Conservées au-delà de l’existence de ceux qui les ont portées, ces deuxièmes peaux dont nous nous « recouvrons » tous, acquièrent ainsi une dimension particulière, illustrée chacune par une succession de thèmes passionnants.
« Reliques du Passé » inaugure le parcours avec ce parallèle entre les « reliques de contact » au caractère sacré reconnu par la religion catholique pour les vêtements de Saints, et les vêtements d’êtres « singuliers », ou bien les « vêtements reliques » conservés par un proche du défunt, « qui ont même valeur mémorielle, défiant le temps et oblitérant la mort ».
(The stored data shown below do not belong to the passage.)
use crate::schema::HeraldConfig;
use anyhow::{anyhow, Context, Result};
use std::env;
use std::fs;
use std::path::{Path, PathBuf};

#[derive(Debug, Clone, Copy, PartialEq, Eq)]
pub enum ConfigFormat {
    Jsonc,
    Json,
    Yaml,
}

impl ConfigFormat {
    pub fn from_path(path: &Path) -> Option<Self> {
        match path.extension()?.to_str()? {
            "jsonc" => Some(Self::Jsonc),
            "json" => Some(Self::Json),
            "yml" | "yaml" => Some(Self::Yaml),
            _ => None,
        }
    }
}

#[derive(Debug, Clone)]
pub struct ResolvedConfig {
    pub config: HeraldConfig,
    pub path: PathBuf,
    pub format: ConfigFormat,
}

pub fn load_config(config_path: Option<&Path>) -> Result<HeraldConfig> {
    resolve_config(config_path).map(|r| r.config)
}

pub fn resolve_config(config_path: Option<&Path>) -> Result<ResolvedConfig> {
    let path = config_path
        .map(Path::to_path_buf)
        .or_else(find_config_file)
        .ok_or_else(|| anyhow!("No configuration file found"))?;

    load_config_from_file(&path)
}

/// Loads the explicit path when given, otherwise the first discovered file,
/// otherwise the built-in defaults.
pub fn load_or_default(config_path: Option<&Path>) -> Result<HeraldConfig> {
    match config_path.map(Path::to_path_buf).or_else(find_config_file) {
        Some(path) => load_config_from_file(&path).map(|r| r.config),
        None => Ok(HeraldConfig::default()),
    }
}

pub fn load_config_from_file(path: &Path) -> Result<ResolvedConfig> {
    let content = fs::read_to_string(path)
        .with_context(|| format!("Failed to read config file: {}", path.display()))?;

    let format = ConfigFormat::from_path(path)
        .ok_or_else(|| anyhow!("Unknown config format for: {}", path.display()))?;

    let config = expand_env_vars(parse_config_content(&content, format)?);
    config
        .validate()
        .with_context(|| format!("Invalid config file: {}", path.display()))?;

    Ok(ResolvedConfig {
        config,
        path: path.to_path_buf(),
        format,
    })
}

fn parse_config_content(content: &str, format: ConfigFormat) -> Result<HeraldConfig> {
    match format {
        ConfigFormat::Jsonc => json5::from_str(content).context("Failed to parse JSONC"),
        ConfigFormat::Json => serde_json::from_str(content).context("Failed to parse JSON"),
        ConfigFormat::Yaml => serde_yaml_ng::from_str(content).context("Failed to parse YAML"),
    }
}

const CONFIG_CANDIDATES: &[&str] = &[
    "herald.jsonc",
    "herald.json",
    "herald.yml",
    "herald.yaml",
    ".herald.jsonc",
    ".herald.json",
    ".herald.yml",
    ".herald.yaml",
];

fn search_dirs() -> Vec<PathBuf> {
    let mut dirs = vec![PathBuf::new()];
    if let Ok(home) = env::var("HOME") {
        dirs.push(PathBuf::from(home).join(".config").join("herald"));
    }
    dirs
}

fn find_config_file() -> Option<PathBuf> {
    find_all_config_files().into_iter().next()
}

/// Every existing config file, current directory first, then the global one.
pub fn find_all_config_files() -> Vec<PathBuf> {
    search_dirs()
        .iter()
        .flat_map(|dir| CONFIG_CANDIDATES.iter().map(move |name| dir.join(name)))
        .filter(|path| path.exists())
        .collect()
}

fn expand_env_vars(mut config: HeraldConfig) -> HeraldConfig {
    config.telemetry.level = expand_env_string(&config.telemetry.level);
    config
}

/// Replaces `$VAR` and `${VAR}` with the variable's value, or nothing if unset.
fn expand_env_string(s: &str) -> String {
    let mut result = String::with_capacity(s.len());
    let mut chars = s.chars().peekable();

    while let Some(ch) = chars.next() {
        if ch != '$' {
            result.push(ch);
            continue;
        }

        let mut name = String::new();
        if chars.peek() == Some(&'{') {
            chars.next();
            for c in chars.by_ref() {
                if c == '}' {
                    break;
                }
                name.push(c);
            }
        } else {
            while let Some(&c) = chars.peek() {
                if !(c.is_ascii_alphanumeric() || c == '_') {
                    break;
                }
                name.push(c);
                chars.next();
            }
        }

        if name.is_empty() {
            result.push('$');
        } else {
            result.push_str(&env::var(&name).unwrap_or_default());
        }
    }

    result
}
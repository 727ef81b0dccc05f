//! Places to run deferred calls.
//!
//! [`TokioRunner`] owns a worker task and real timers. [`ManualRunner`] is
//! driven by the host's own update loop through `tick`.

mod manual;
mod tokio_runner;

pub use manual::ManualRunner;
pub use tokio_runner::{RunnerOptions, TokioRunner};

use std::cmp::{Ordering, Reverse};
use std::collections::BinaryHeap;

use crate::scheduler::DeferredCall;

struct Pending<I> {
    due: I,
    seq: u64,
    call: DeferredCall,
}

impl<I: Ord> PartialEq for Pending<I> {
    fn eq(&self, other: &Self) -> bool {
        self.cmp(other) == Ordering::Equal
    }
}

impl<I: Ord> Eq for Pending<I> {}

impl<I: Ord> PartialOrd for Pending<I> {
    fn partial_cmp(&self, other: &Self) -> Option<Ordering> {
        Some(self.cmp(other))
    }
}

impl<I: Ord> Ord for Pending<I> {
    fn cmp(&self, other: &Self) -> Ordering {
        self.due
            .cmp(&other.due)
            .then_with(|| self.seq.cmp(&other.seq))
    }
}

/// Min-heap of calls keyed by `(due, submission order)`, so calls due at the
/// same instant come out in the order they went in.
pub(crate) struct TimerQueue<I> {
    heap: BinaryHeap<Reverse<Pending<I>>>,
    next_seq: u64,
}

impl<I: Ord + Copy> TimerQueue<I> {
    pub(crate) fn new() -> Self {
        Self {
            heap: BinaryHeap::new(),
            next_seq: 0,
        }
    }

    pub(crate) fn push(&mut self, due: I, call: DeferredCall) {
        let seq = self.next_seq;
        self.next_seq += 1;
        self.heap.push(Reverse(Pending { due, seq, call }));
    }

    pub(crate) fn next_due(&self) -> Option<I> {
        self.heap.peek().map(|Reverse(pending)| pending.due)
    }

    /// Pops the earliest call if it is due at or before `now`.
    pub(crate) fn pop_due(&mut self, now: I) -> Option<DeferredCall> {
        if self.next_due()? > now {
            return None;
        }
        self.heap.pop().map(|Reverse(pending)| pending.call)
    }

    pub(crate) fn len(&self) -> usize {
        self.heap.len()
    }

    pub(crate) fn is_empty(&self) -> bool {
        self.heap.is_empty()
    }
}
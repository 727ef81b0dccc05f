use anyhow::{bail, Result};
use serde::{Deserialize, Serialize};
use std::time::Duration;

pub use herald_telemetry::TelemetryConfig as TelemetrySettings;

/// Main Herald configuration
///
/// Configuration is loaded from (in priority order):
/// 1. `herald.jsonc` - JSON with comments
/// 2. `herald.json` - Standard JSON
/// 3. `herald.yml` / `herald.yaml` - YAML format
///
/// Also checks hidden variants (`.herald.*`) and `~/.config/herald/` for global config.
#[derive(Debug, Clone, Default, PartialEq, Eq, Serialize, Deserialize)]
pub struct HeraldConfig {
    #[serde(default)]
    pub dispatch: DispatchSettings,

    #[serde(default)]
    pub runner: RunnerSettings,

    /// Logging settings. `level` accepts any `EnvFilter` directive and
    /// `RUST_LOG` overrides it when set.
    #[serde(default)]
    pub telemetry: TelemetrySettings,
}

impl HeraldConfig {
    pub fn validate(&self) -> Result<()> {
        if self.runner.shutdown_grace_ms == 0 {
            bail!("runner.shutdown_grace_ms must be greater than zero");
        }
        if self.telemetry.level.trim().is_empty() {
            bail!("telemetry.level must not be empty");
        }
        Ok(())
    }
}

// ============================================================================
// Dispatch Configuration
// ============================================================================

/// Dispatch settings
///
/// # Example
///
/// ```yaml
/// dispatch:
///   default_delay_ms: 0
/// ```
#[derive(Debug, Clone, Default, PartialEq, Eq, Serialize, Deserialize)]
pub struct DispatchSettings {
    /// Delay applied to dispatches that do not pass one (default: 0)
    #[serde(default)]
    pub default_delay_ms: u64,
}

impl DispatchSettings {
    pub fn default_delay(&self) -> Duration {
        Duration::from_millis(self.default_delay_ms)
    }
}

// ============================================================================
// Runner Configuration
// ============================================================================

/// Runner settings
///
/// # Example
///
/// ```yaml
/// runner:
///   drain_on_shutdown: true
///   shutdown_grace_ms: 5000
/// ```
#[derive(Debug, Clone, PartialEq, Eq, Serialize, Deserialize)]
pub struct RunnerSettings {
    /// Run delayed calls still pending at shutdown (default: true)
    #[serde(default = "default_drain_on_shutdown")]
    pub drain_on_shutdown: bool,

    /// How long shutdown waits for the runner (default: 5000)
    #[serde(default = "default_shutdown_grace_ms")]
    pub shutdown_grace_ms: u64,
}

impl RunnerSettings {
    pub fn shutdown_grace(&self) -> Duration {
        Duration::from_millis(self.shutdown_grace_ms)
    }
}

impl Default for RunnerSettings {
    fn default() -> Self {
        Self {
            drain_on_shutdown: default_drain_on_shutdown(),
            shutdown_grace_ms: default_shutdown_grace_ms(),
        }
    }
}

fn default_drain_on_shutdown() -> bool {
    true
}

fn default_shutdown_grace_ms() -> u64 {
    5000
}
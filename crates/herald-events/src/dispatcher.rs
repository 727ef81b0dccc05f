use std::fmt;
use std::sync::Arc;
use std::time::Duration;

use parking_lot::Mutex;

use crate::callback::Callback;
use crate::error::{DispatchError, Result};
use crate::event::{EventArgs, Reflect, Sender};
use crate::listener::ListenerId;
use crate::registry::Registry;
use crate::scheduler::{DeferredCall, Scheduler};

/// Registry plus scheduler: the entry point for adding listeners and
/// broadcasting events.
///
/// One lock guards the registry. It is held while listeners are added or
/// removed and while invocation batches are produced, never while listeners
/// run, so a listener may call back into the dispatcher freely.
pub struct Dispatcher {
    registry: Mutex<Registry>,
    scheduler: Arc<dyn Scheduler>,
    default_delay: Duration,
}

impl Dispatcher {
    pub fn new(scheduler: Arc<dyn Scheduler>) -> Self {
        Self::builder(scheduler).build()
    }

    pub fn builder(scheduler: Arc<dyn Scheduler>) -> DispatcherBuilder {
        DispatcherBuilder {
            scheduler,
            default_delay: Duration::ZERO,
        }
    }

    /// Delay applied by [`dispatch`](Self::dispatch).
    pub fn default_delay(&self) -> Duration {
        self.default_delay
    }

    pub fn add_listener<T: EventArgs>(&self, callback: &Callback<T>) -> Result<ListenerId> {
        self.registry.lock().add_listener(callback)
    }

    pub fn remove_listener<T: EventArgs>(&self, callback: &Callback<T>) -> bool {
        self.registry.lock().remove_listener(callback)
    }

    /// Fails with [`DispatchError::InvalidListenerId`] for the zero id;
    /// otherwise `Ok(false)` when nothing was registered under `id`.
    pub fn remove_listener_by_id(&self, id: ListenerId) -> Result<bool> {
        ensure_valid(id)?;
        Ok(self.registry.lock().remove_listener_by_id(id))
    }

    pub fn contains_listener<T: EventArgs>(&self, callback: &Callback<T>) -> bool {
        self.registry.lock().contains_listener(callback)
    }

    pub fn contains_listener_by_id(&self, id: ListenerId) -> Result<bool> {
        ensure_valid(id)?;
        Ok(self.registry.lock().contains_listener_by_id(id))
    }

    pub fn listener_count<T: EventArgs>(&self) -> usize {
        self.registry.lock().listener_count::<T>()
    }

    pub fn clear(&self) {
        self.registry.lock().clear();
    }

    pub fn clear_type<T: EventArgs>(&self) {
        self.registry.lock().clear_type::<T>();
    }

    pub fn dispatch<E: EventArgs>(&self, event: E) -> usize {
        self.dispatch_from(None, event, self.default_delay)
    }

    pub fn dispatch_delayed<E: EventArgs>(&self, event: E, delay: Duration) -> usize {
        self.dispatch_from(None, event, delay)
    }

    pub fn dispatch_from<E: EventArgs>(
        &self,
        sender: Option<Sender>,
        event: E,
        delay: Duration,
    ) -> usize {
        self.dispatch_shared(sender, Arc::new(event), delay)
    }

    /// Schedules one deferred call per listener registered on the event's
    /// runtime type or any of its ancestors, most specific type first.
    /// Returns the number of calls handed to the scheduler; none of them
    /// has run when this returns.
    pub fn dispatch_shared(
        &self,
        sender: Option<Sender>,
        event: Arc<dyn EventArgs>,
        delay: Duration,
    ) -> usize {
        let calls = self.collect_calls(sender.as_ref(), &event);
        let scheduled = calls.len();
        for call in calls {
            self.scheduler.schedule(call, delay);
        }

        tracing::debug!(
            event_type = %event.as_ref().event_type(),
            scheduled,
            ?delay,
            "event dispatched"
        );
        scheduled
    }

    fn collect_calls(
        &self,
        sender: Option<&Sender>,
        event: &Arc<dyn EventArgs>,
    ) -> Vec<DeferredCall> {
        let mut registry = self.registry.lock();
        let mut calls = Vec::new();
        let mut level: Option<&dyn EventArgs> = Some(event.as_ref());

        while let Some(current) = level {
            if let Some(batch) = registry.invocation_batch(current.event_type(), sender, event) {
                calls.extend(batch);
            }
            level = current.parent();
        }
        calls
    }
}

impl fmt::Debug for Dispatcher {
    fn fmt(&self, f: &mut fmt::Formatter<'_>) -> fmt::Result {
        f.debug_struct("Dispatcher")
            .field("listeners", &self.registry.lock().len())
            .field("default_delay", &self.default_delay)
            .finish()
    }
}

pub struct DispatcherBuilder {
    scheduler: Arc<dyn Scheduler>,
    default_delay: Duration,
}

impl DispatcherBuilder {
    pub fn default_delay(mut self, delay: Duration) -> Self {
        self.default_delay = delay;
        self
    }

    pub fn build(self) -> Dispatcher {
        Dispatcher {
            registry: Mutex::new(Registry::new()),
            scheduler: self.scheduler,
            default_delay: self.default_delay,
        }
    }
}

/// Lets an event dispatch itself through a given dispatcher.
pub trait EventArgsExt: EventArgs + Sized {
    fn dispatch_on(self, dispatcher: &Dispatcher) -> usize {
        dispatcher.dispatch(self)
    }

    fn dispatch_on_from(self, dispatcher: &Dispatcher, sender: Sender) -> usize {
        dispatcher.dispatch_from(Some(sender), self, dispatcher.default_delay())
    }
}

impl<E: EventArgs> EventArgsExt for E {}

fn ensure_valid(id: ListenerId) -> Result<()> {
    if id.is_valid() {
        Ok(())
    } else {
        Err(DispatchError::InvalidListenerId)
    }
}
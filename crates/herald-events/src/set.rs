//! Per-type listener storage.
//!
//! A [`ListenerSet`] keeps its entries in insertion order inside an
//! `IndexMap` keyed by listener id, next to a reverse index from callback to
//! id. Removal only flags the entry and drops its index entry; the slot is
//! physically purged the next time an invocation batch is produced, so a
//! batch being built never observes storage shifting underneath it.

use std::any::Any;
use std::collections::HashMap;
use std::sync::Arc;

use indexmap::IndexMap;

use crate::callback::{Callback, CallbackKey};
use crate::error::{DispatchError, Result};
use crate::event::{downcast_ancestor, EventArgs, EventType, Sender};
use crate::listener::{ListenerEntry, ListenerId};
use crate::scheduler::DeferredCall;

pub(crate) struct ListenerSet<T: EventArgs> {
    entries: IndexMap<ListenerId, ListenerEntry<T>>,
    by_callback: HashMap<CallbackKey, ListenerId>,
    count: usize,
}

impl<T: EventArgs> ListenerSet<T> {
    pub(crate) fn new() -> Self {
        Self {
            entries: IndexMap::new(),
            by_callback: HashMap::new(),
            count: 0,
        }
    }

    pub(crate) fn add(&mut self, id: ListenerId, callback: Callback<T>) -> Result<()> {
        if self.contains_callback(&callback) {
            return Err(DispatchError::DuplicateCallback {
                event_type: std::any::type_name::<T>(),
            });
        }
        // A flagged slot still occupies storage until the next purge.
        if self.entries.contains_key(&id) {
            return Err(DispatchError::DuplicateId {
                id,
                event_type: std::any::type_name::<T>(),
            });
        }

        self.by_callback.insert(callback.key(), id);
        self.entries.insert(id, ListenerEntry::new(id, callback));
        self.count += 1;
        Ok(())
    }

    pub(crate) fn remove_callback(&mut self, callback: &Callback<T>) -> Option<ListenerId> {
        let id = *self.by_callback.get(&callback.key())?;
        self.remove(id)
    }

    pub(crate) fn contains_callback(&self, callback: &Callback<T>) -> bool {
        self.by_callback.contains_key(&callback.key())
    }

    fn remove(&mut self, id: ListenerId) -> Option<ListenerId> {
        let entry = self.entries.get_mut(&id)?;
        if entry.is_pending_removal() {
            return None;
        }

        entry.mark_for_removal();
        self.by_callback.remove(&entry.callback().key());
        self.count -= 1;
        Some(id)
    }

    fn contains(&self, id: ListenerId) -> bool {
        self.entries
            .get(&id)
            .is_some_and(|entry| !entry.is_pending_removal())
    }

    fn ids(&self) -> Vec<ListenerId> {
        self.entries
            .values()
            .filter(|entry| !entry.is_pending_removal())
            .map(ListenerEntry::id)
            .collect()
    }

    fn clear(&mut self) {
        self.entries.clear();
        self.by_callback.clear();
        self.count = 0;
    }

    /// Purges flagged entries and snapshots every live one into a deferred
    /// call, in insertion order. `None` if `event` is not a `T`.
    fn invocation_batch(
        &mut self,
        sender: Option<&Sender>,
        event: &Arc<dyn EventArgs>,
    ) -> Option<Vec<DeferredCall>> {
        downcast_ancestor::<T>(&**event)?;

        let mut batch = Vec::with_capacity(self.count);
        self.entries.retain(|_, entry| {
            if entry.is_pending_removal() {
                return false;
            }
            batch.push(entry.deferred(sender, event));
            true
        });
        Some(batch)
    }
}

/// Object-safe view of a [`ListenerSet`] so the registry can hold sets of
/// every event type in one map.
pub(crate) trait ErasedListenerSet: Send {
    fn event_type(&self) -> EventType;

    fn len(&self) -> usize;

    fn remove(&mut self, id: ListenerId) -> Option<ListenerId>;

    fn contains(&self, id: ListenerId) -> bool;

    fn ids(&self) -> Vec<ListenerId>;

    fn clear(&mut self);

    fn invocation_batch(
        &mut self,
        sender: Option<&Sender>,
        event: &Arc<dyn EventArgs>,
    ) -> Option<Vec<DeferredCall>>;

    fn as_any(&self) -> &dyn Any;

    fn as_any_mut(&mut self) -> &mut dyn Any;
}

impl<T: EventArgs> ErasedListenerSet for ListenerSet<T> {
    fn event_type(&self) -> EventType {
        EventType::of::<T>()
    }

    fn len(&self) -> usize {
        self.count
    }

    fn remove(&mut self, id: ListenerId) -> Option<ListenerId> {
        ListenerSet::remove(self, id)
    }

    fn contains(&self, id: ListenerId) -> bool {
        ListenerSet::contains(self, id)
    }

    fn ids(&self) -> Vec<ListenerId> {
        ListenerSet::ids(self)
    }

    fn clear(&mut self) {
        ListenerSet::clear(self)
    }

    fn invocation_batch(
        &mut self,
        sender: Option<&Sender>,
        event: &Arc<dyn EventArgs>,
    ) -> Option<Vec<DeferredCall>> {
        ListenerSet::invocation_batch(self, sender, event)
    }

    fn as_any(&self) -> &dyn Any {
        self
    }

    fn as_any_mut(&mut self) -> &mut dyn Any {
        self
    }
}
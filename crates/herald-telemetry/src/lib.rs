mod subscriber;

pub use subscriber::{init_subscriber, try_init_subscriber, TelemetryConfig};
//! Event-data types and their ancestor chains.
//!
//! Every broadcastable payload implements [`EventArgs`]. A type names its
//! parent by handing out a view of the parent value it embeds, which gives
//! the dispatcher an explicit chain to walk from the concrete type up to the
//! root:
//!
//! ```
//! use herald_events::{downcast_ancestor, event_args, EventArgs};
//!
//! struct Base { code: u32 }
//! struct Leaf { base: Base, detail: String }
//!
//! event_args!(Base);
//! event_args!(Leaf => base);
//!
//! let leaf = Leaf { base: Base { code: 7 }, detail: "x".into() };
//! let base: &Base = downcast_ancestor(&leaf).unwrap();
//! assert_eq!(base.code, 7);
//! ```

use std::any::{Any, TypeId};
use std::fmt;
use std::sync::Arc;

/// The source of a dispatch, handed to every listener untouched.
pub type Sender = Arc<dyn Any + Send + Sync>;

/// Classification tag of an event-data type.
#[derive(Clone, Copy)]
pub struct EventType {
    id: TypeId,
    name: &'static str,
}

impl EventType {
    pub fn of<T: Any + ?Sized>() -> Self {
        Self {
            id: TypeId::of::<T>(),
            name: std::any::type_name::<T>(),
        }
    }

    pub fn id(&self) -> TypeId {
        self.id
    }

    pub fn name(&self) -> &'static str {
        self.name
    }
}

impl PartialEq for EventType {
    fn eq(&self, other: &Self) -> bool {
        self.id == other.id
    }
}

impl Eq for EventType {}

impl std::hash::Hash for EventType {
    fn hash<H: std::hash::Hasher>(&self, state: &mut H) {
        self.id.hash(state);
    }
}

impl fmt::Debug for EventType {
    fn fmt(&self, f: &mut fmt::Formatter<'_>) -> fmt::Result {
        f.write_str(self.name)
    }
}

impl fmt::Display for EventType {
    fn fmt(&self, f: &mut fmt::Formatter<'_>) -> fmt::Result {
        f.write_str(self.name)
    }
}

/// Runtime type access for event payloads. Implemented for every `'static`
/// type; only reachable through [`EventArgs`].
pub trait Reflect: Any {
    fn as_any(&self) -> &dyn Any;
    fn event_type(&self) -> EventType;
}

impl<T: Any> Reflect for T {
    fn as_any(&self) -> &dyn Any {
        self
    }

    fn event_type(&self) -> EventType {
        EventType::of::<T>()
    }
}

/// Event data that can be dispatched.
///
/// `parent` returns the embedded value of the next type up the chain, or
/// `None` for a root type. Listeners registered on any type in the chain
/// observe the event. Prefer [`event_args!`](crate::event_args) over a
/// hand-written impl.
pub trait EventArgs: Reflect + Send + Sync {
    fn parent(&self) -> Option<&dyn EventArgs> {
        None
    }
}

/// Finds the view of `event` typed as `T`, searching the event itself and
/// then each ancestor. `None` means the event is not a `T`.
pub fn downcast_ancestor<T: EventArgs>(event: &dyn EventArgs) -> Option<&T> {
    let mut level = Some(event);
    while let Some(current) = level {
        if let Some(found) = current.as_any().downcast_ref::<T>() {
            return Some(found);
        }
        level = current.parent();
    }
    None
}

/// Ancestor chain of `event`, most specific first.
pub fn ancestry(event: &dyn EventArgs) -> Vec<EventType> {
    let mut chain = Vec::new();
    let mut level = Some(event);
    while let Some(current) = level {
        chain.push(current.event_type());
        level = current.parent();
    }
    chain
}

/// Implements [`EventArgs`] for a root type, or for a child type whose
/// parent value lives in the named field.
#[macro_export]
macro_rules! event_args {
    ($ty:ty) => {
        impl $crate::EventArgs for $ty {}
    };
    ($ty:ty => $field:ident) => {
        impl $crate::EventArgs for $ty {
            fn parent(&self) -> ::core::option::Option<&dyn $crate::EventArgs> {
                ::core::option::Option::Some(&self.$field as &dyn $crate::EventArgs)
            }
        }
    };
}

#[cfg(test)]
mod tests {
    use super::*;

    struct Base {
        code: u32,
    }

    struct Middle {
        base: Base,
        tag: &'static str,
    }

    struct Leaf {
        middle: Middle,
    }

    struct Unrelated;

    event_args!(Base);
    event_args!(Middle => base);
    event_args!(Leaf => middle);
    event_args!(Unrelated);

    fn leaf() -> Leaf {
        Leaf {
            middle: Middle {
                base: Base { code: 42 },
                tag: "mid",
            },
        }
    }

    #[test]
    fn test_event_type_equality() {
        assert_eq!(EventType::of::<Base>(), EventType::of::<Base>());
        assert_ne!(EventType::of::<Base>(), EventType::of::<Leaf>());
        assert!(EventType::of::<Leaf>().name().ends_with("Leaf"));
    }

    #[test]
    fn test_runtime_type_through_trait_object() {
        let event = leaf();
        let erased: &dyn EventArgs = &event;
        assert_eq!(erased.event_type(), EventType::of::<Leaf>());
    }

    #[test]
    fn test_downcast_ancestor_walks_chain() {
        let event = leaf();
        assert!(downcast_ancestor::<Leaf>(&event).is_some());
        assert_eq!(downcast_ancestor::<Middle>(&event).unwrap().tag, "mid");
        assert_eq!(downcast_ancestor::<Base>(&event).unwrap().code, 42);
        assert!(downcast_ancestor::<Unrelated>(&event).is_none());
    }

    #[test]
    fn test_downcast_ancestor_does_not_walk_down() {
        let base = Base { code: 1 };
        assert!(downcast_ancestor::<Leaf>(&base).is_none());
    }

    #[test]
    fn test_ancestry_order() {
        let chain = ancestry(&leaf());
        assert_eq!(
            chain,
            vec![
                EventType::of::<Leaf>(),
                EventType::of::<Middle>(),
                EventType::of::<Base>(),
            ]
        );
        assert_eq!(ancestry(&Unrelated), vec![EventType::of::<Unrelated>()]);
    }
}
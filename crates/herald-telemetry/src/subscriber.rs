use serde::{Deserialize, Serialize};
use tracing_subscriber::util::TryInitError;
use tracing_subscriber::{fmt, layer::SubscriberExt, util::SubscriberInitExt, EnvFilter};

#[derive(Debug, Clone, PartialEq, Eq, Serialize, Deserialize)]
pub struct TelemetryConfig {
    #[serde(default = "default_level")]
    pub level: String,

    #[serde(default)]
    pub json_output: bool,
}

impl Default for TelemetryConfig {
    fn default() -> Self {
        Self {
            level: default_level(),
            json_output: false,
        }
    }
}

fn default_level() -> String {
    "info".to_string()
}

/// `RUST_LOG` wins over the configured level when it is set.
fn env_filter(config: &TelemetryConfig) -> EnvFilter {
    EnvFilter::try_from_default_env().unwrap_or_else(|_| EnvFilter::new(&config.level))
}

/// Installs the global subscriber.
///
/// # Panics
///
/// Panics if a global subscriber is already set.
pub fn init_subscriber(config: &TelemetryConfig) {
    if let Err(err) = try_init_subscriber(config) {
        panic!("failed to install tracing subscriber: {err}");
    }
}

/// Like [`init_subscriber`] but reports an existing subscriber as an error.
/// Log lines go to stderr.
pub fn try_init_subscriber(config: &TelemetryConfig) -> Result<(), TryInitError> {
    let filter = env_filter(config);

    if config.json_output {
        tracing_subscriber::registry()
            .with(filter)
            .with(fmt::layer().json().with_writer(std::io::stderr))
            .try_init()
    } else {
        tracing_subscriber::registry()
            .with(filter)
            .with(fmt::layer().with_writer(std::io::stderr))
            .try_init()
    }
}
Ainsi le splendide gilet à manches, soie azur brodée de fleurs roses et argent du Prince de Ligne, le riche manteau de cour rebrodés de soie polychrome, canetilles et paillettes de motifs « cashmere » offert à l’Impératrice Marie Louise par le Vice-Roi d’Egypte (encore jamais vu), une robe parée de Joséphine, l’habit de membre de l’Institut d’Egypte porté par le Général Bonaparte, et le caraco de le Reine Marie-Antoinette sont autant de « reliques » des Grands de ce monde, comme l’ensemble ciel « à la matelotte » du jeune du Dauphin Louis XVII, avec les premiers pantalons selon la mode anglophile de l’époque inspirée des marins irlandais, et sa fine chemise de baptiste pieusement conservée.
Citons aussi, les « vêtements de tristesse » :
Redingote noire portée en 1836 le jour de son duel fatal contre Emile Girardin par le journaliste Armand Carrel, devenu martyr républicain, et conservée par « la Personne » aimée dont il défendait l’honneur ;
Deux ravissantes tenues de faille, l’une de mariage, couleur ivoire, la seconde de « visite », tourterelle, portées par la jeune épouse du célèbre Docteur Gachet emportée par la phtisie dans la fleur de l’âge et conservées par le veuf inconsolable.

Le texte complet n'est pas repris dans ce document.